--- Records contained in a dataset ---
::::::::::
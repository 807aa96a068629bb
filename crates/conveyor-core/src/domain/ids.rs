//! Domain identifiers (strongly-typed surrogate IDs).
//!
//! Every row the engine owns (task, stage, log entry, scheduler entry,
//! triggerable action) is addressed by an `i64` surrogate key handed out by
//! the store. `Id<T>` wraps that key with a phantom marker so a `StageId`
//! can never be passed where a `TaskId` is expected.
//!
//! Ordering matters: the singleton check compares task ids ("the oldest
//! active task wins"), so `Id<T>` is `Ord` by its numeric value.

use serde::{Deserialize, Deserializer, Serialize, Serializer};
use std::fmt;
use std::marker::PhantomData;
use std::str::FromStr;

/// IdMarker is implemented by the marker type of each id family.
///
/// The prefix is only used for `Display` (log output); the wire format is the
/// bare integer.
pub trait IdMarker: Send + Sync + 'static {
    fn prefix() -> &'static str;
}

/// Generic surrogate id.
#[repr(transparent)]
#[derive(Debug, Clone, Copy, PartialEq, Eq, Hash, PartialOrd, Ord)]
pub struct Id<T: IdMarker> {
    value: i64,
    _marker: PhantomData<T>,
}

impl<T: IdMarker> Id<T> {
    pub const fn new(value: i64) -> Self {
        Self {
            value,
            _marker: PhantomData,
        }
    }

    /// Raw key as stored.
    pub const fn get(self) -> i64 {
        self.value
    }
}

impl<T: IdMarker> From<i64> for Id<T> {
    fn from(value: i64) -> Self {
        Self::new(value)
    }
}

impl<T: IdMarker> fmt::Display for Id<T> {
    fn fmt(&self, f: &mut fmt::Formatter<'_>) -> fmt::Result {
        write!(f, "{}{}", T::prefix(), self.value)
    }
}

impl<T: IdMarker> FromStr for Id<T> {
    type Err = std::num::ParseIntError;

    /// Accepts the bare integer (as returned by the ingestion endpoint) or the
    /// prefixed display form.
    fn from_str(s: &str) -> Result<Self, Self::Err> {
        let s = s.trim();
        let digits = s.strip_prefix(T::prefix()).unwrap_or(s);
        digits.parse::<i64>().map(Self::new)
    }
}

impl<T: IdMarker> Serialize for Id<T> {
    fn serialize<S: Serializer>(&self, serializer: S) -> Result<S::Ok, S::Error> {
        serializer.serialize_i64(self.value)
    }
}

impl<'de, T: IdMarker> Deserialize<'de> for Id<T> {
    fn deserialize<D: Deserializer<'de>>(deserializer: D) -> Result<Self, D::Error> {
        i64::deserialize(deserializer).map(Self::new)
    }
}

// ========================================
// Marker types
// ========================================

macro_rules! id_marker {
    ($(#[$doc:meta])* $marker:ident, $prefix:literal) => {
        $(#[$doc])*
        #[derive(Debug, Clone, Copy, PartialEq, Eq, Hash, PartialOrd, Ord)]
        pub enum $marker {}

        impl IdMarker for $marker {
            fn prefix() -> &'static str {
                $prefix
            }
        }
    };
}

id_marker!(
    /// Marker for tasks.
    Task,
    "task-"
);
id_marker!(
    /// Marker for stages of a task.
    Stage,
    "stage-"
);
id_marker!(
    /// Marker for log entries.
    Log,
    "log-"
);
id_marker!(
    /// Marker for scheduler entries.
    Schedule,
    "schedule-"
);
id_marker!(
    /// Marker for triggerable actions.
    Action,
    "action-"
);
id_marker!(
    /// Marker for principals (task owners).
    User,
    "user-"
);

/// Identifier of a task.
pub type TaskId = Id<Task>;

/// Identifier of a stage node.
pub type StageId = Id<Stage>;

/// Identifier of a log entry.
pub type LogId = Id<Log>;

/// Identifier of a scheduler entry.
pub type ScheduleId = Id<Schedule>;

/// Identifier of a triggerable action.
pub type ActionId = Id<Action>;

/// Identifier of a principal.
pub type UserId = Id<User>;
//! ResourceRegistry - model 名 → ResourceProvider
//!
//! # 使用例
//! ```ignore
//! let mut registry = ResourceRegistry::new();
//! registry.register(ImportProvider::new())?;
//!
//! let payload = registry.load(&ResourceRef::new("sale.import", 7));
//! ```

use std::collections::HashMap;
use std::sync::Arc;

use crate::domain::ResourceRef;
use crate::ports::{ResourceProvider, Runnable};

/// RegistryError は ResourceRegistry の操作エラー
#[derive(Debug, thiserror::Error)]
pub enum RegistryError {
    #[error("Provider for model '{0}' is already registered")]
    AlreadyRegistered(String),
}

#[derive(Default, Clone)]
pub struct ResourceRegistry {
    providers: HashMap<String, Arc<dyn ResourceProvider>>,
}

impl ResourceRegistry {
    pub fn new() -> Self {
        Self::default()
    }

    pub fn register<P: ResourceProvider + 'static>(
        &mut self,
        provider: P,
    ) -> Result<(), RegistryError> {
        self.register_arc(Arc::new(provider))
    }

    pub fn register_arc(&mut self, provider: Arc<dyn ResourceProvider>) -> Result<(), RegistryError> {
        let model = provider.model().to_string();
        if self.providers.contains_key(&model) {
            return Err(RegistryError::AlreadyRegistered(model));
        }
        self.providers.insert(model, provider);
        Ok(())
    }

    pub fn get(&self, model: &str) -> Option<Arc<dyn ResourceProvider>> {
        self.providers.get(model).cloned()
    }

    /// Payload behind a resource reference.
    pub fn load(&self, resource: &ResourceRef) -> Option<Arc<dyn Runnable>> {
        self.providers.get(&resource.model)?.load(resource.id)
    }

    /// Display label behind a resource reference; `None` when the model or
    /// record is unknown.
    pub fn display_name(&self, resource: &ResourceRef) -> Option<String> {
        self.providers.get(&resource.model)?.display_name(resource.id)
    }

    pub fn registered_models(&self) -> Vec<String> {
        let mut models: Vec<String> = self.providers.keys().cloned().collect();
        models.sort();
        models
    }
}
::::::::::
--- WHAT IS BEING ASKED ---
Every record above is to be transcribed exactly.

--- FINISHED EXERCISE ---
repository 807aa96a068629bb
filename crates/conveyor-core/src/domain/ids.rs
//! Domain identifiers (strongly-typed surrogate IDs).
//!
//! Every row the engine owns (task, stage, log entry, scheduler entry,
//! triggerable action) is addressed by an `i64` surrogate key handed out by
//! the store. `Id<T>` wraps that key with a phantom marker so a `StageId`
//! can never be passed where a `TaskId` is expected.
//!
//! Ordering matters: the singleton check compares task ids ("the oldest
//! active task wins"), so `Id<T>` is `Ord` by its numeric value.

use serde::{Deserialize, Deserializer, Serialize, Serializer};
use std::fmt;
use std::marker::PhantomData;
use std::str::FromStr;

/// IdMarker is implemented by the marker type of each id family.
///
/// The prefix is only used for `Display` (log output); the wire format is the
/// bare integer.
pub trait IdMarker: Send + Sync + 'static {
    fn prefix() -> &'static str;
}

/// Generic surrogate id.
#[repr(transparent)]
#[derive(Debug, Clone, Copy, PartialEq, Eq, Hash, PartialOrd, Ord)]
pub struct Id<T: IdMarker> {
    value: i64,
    _marker: PhantomData<T>,
}

impl<T: IdMarker> Id<T> {
    pub const fn new(value: i64) -> Self {
        Self {
            value,
            _marker: PhantomData,
        }
    }

    /// Raw key as stored.
    pub const fn get(self) -> i64 {
        self.value
    }
}

impl<T: IdMarker> From<i64> for Id<T> {
    fn from(value: i64) -> Self {
        Self::new(value)
    }
}

impl<T: IdMarker> fmt::Display for Id<T> {
    fn fmt(&self, f: &mut fmt::Formatter<'_>) -> fmt::Result {
        write!(f, "{}{}", T::prefix(), self.value)
    }
}

impl<T: IdMarker> FromStr for Id<T> {
    type Err = std::num::ParseIntError;

    /// Accepts the bare integer (as returned by the ingestion endpoint) or the
    /// prefixed display form.
    fn from_str(s: &str) -> Result<Self, Self::Err> {
        let s = s.trim();
        let digits = s.strip_prefix(T::prefix()).unwrap_or(s);
        digits.parse::<i64>().map(Self::new)
    }
}

impl<T: IdMarker> Serialize for Id<T> {
    fn serialize<S: Serializer>(&self, serializer: S) -> Result<S::Ok, S::Error> {
        serializer.serialize_i64(self.value)
    }
}

impl<'de, T: IdMarker> Deserialize<'de> for Id<T> {
    fn deserialize<D: Deserializer<'de>>(deserializer: D) -> Result<Self, D::Error> {
        i64::deserialize(deserializer).map(Self::new)
    }
}

// ========================================
// Marker types
// ========================================

macro_rules! id_marker {
    ($(#[$doc:meta])* $marker:ident, $prefix:literal) => {
        $(#[$doc])*
        #[derive(Debug, Clone, Copy, PartialEq, Eq, Hash, PartialOrd, Ord)]
        pub enum $marker {}

        impl IdMarker for $marker {
            fn prefix() -> &'static str {
                $prefix
            }
        }
    };
}

id_marker!(
    /// Marker for tasks.
    Task,
    "task-"
);
id_marker!(
    /// Marker for stages of a task.
    Stage,
    "stage-"
);
id_marker!(
    /// Marker for log entries.
    Log,
    "log-"
);
id_marker!(
    /// Marker for scheduler entries.
    Schedule,
    "schedule-"
);
id_marker!(
    /// Marker for triggerable actions.
    Action,
    "action-"
);
id_marker!(
    /// Marker for principals (task owners).
    User,
    "user-"
);

/// Identifier of a task.
pub type TaskId = Id<Task>;

/// Identifier of a stage node.
pub type StageId = Id<Stage>;

/// Identifier of a log entry.
pub type LogId = Id<Log>;

/// Identifier of a scheduler entry.
pub type ScheduleId = Id<Schedule>;

/// Identifier of a triggerable action.
pub type ActionId = Id<Action>;

/// Identifier of a principal.
pub type UserId = Id<User>;
//! ResourceRegistry - model 名 → ResourceProvider
//!
//! # 使用例
//! ```ignore
//! let mut registry = ResourceRegistry::new();
//! registry.register(ImportProvider::new())?;
//!
//! let payload = registry.load(&ResourceRef::new("sale.import", 7));
//! ```

use std::collections::HashMap;
use std::sync::Arc;

use crate::domain::ResourceRef;
use crate::ports::{ResourceProvider, Runnable};

/// RegistryError は ResourceRegistry の操作エラー
#[derive(Debug, thiserror::Error)]
pub enum RegistryError {
    #[error("Provider for model '{0}' is already registered")]
    AlreadyRegistered(String),
}

#[derive(Default, Clone)]
pub struct ResourceRegistry {
    providers: HashMap<String, Arc<dyn ResourceProvider>>,
}

impl ResourceRegistry {
    pub fn new() -> Self {
        Self::default()
    }

    pub fn register<P: ResourceProvider + 'static>(
        &mut self,
        provider: P,
    ) -> Result<(), RegistryError> {
        self.register_arc(Arc::new(provider))
    }

    pub fn register_arc(&mut self, provider: Arc<dyn ResourceProvider>) -> Result<(), RegistryError> {
        let model = provider.model().to_string();
        if self.providers.contains_key(&model) {
            return Err(RegistryError::AlreadyRegistered(model));
        }
        self.providers.insert(model, provider);
        Ok(())
    }

    pub fn get(&self, model: &str) -> Option<Arc<dyn ResourceProvider>> {
        self.providers.get(model).cloned()
    }

    /// Payload behind a resource reference.
    pub fn load(&self, resource: &ResourceRef) -> Option<Arc<dyn Runnable>> {
        self.providers.get(&resource.model)?.load(resource.id)
    }

    /// Display label behind a resource reference; `None` when the model or
    /// record is unknown.
    pub fn display_name(&self, resource: &ResourceRef) -> Option<String> {
        self.providers.get(&resource.model)?.display_name(resource.id)
    }

    pub fn registered_models(&self) -> Vec<String> {
        let mut models: Vec<String> = self.providers.keys().cloned().collect();
        models.sort();
        models
    }
}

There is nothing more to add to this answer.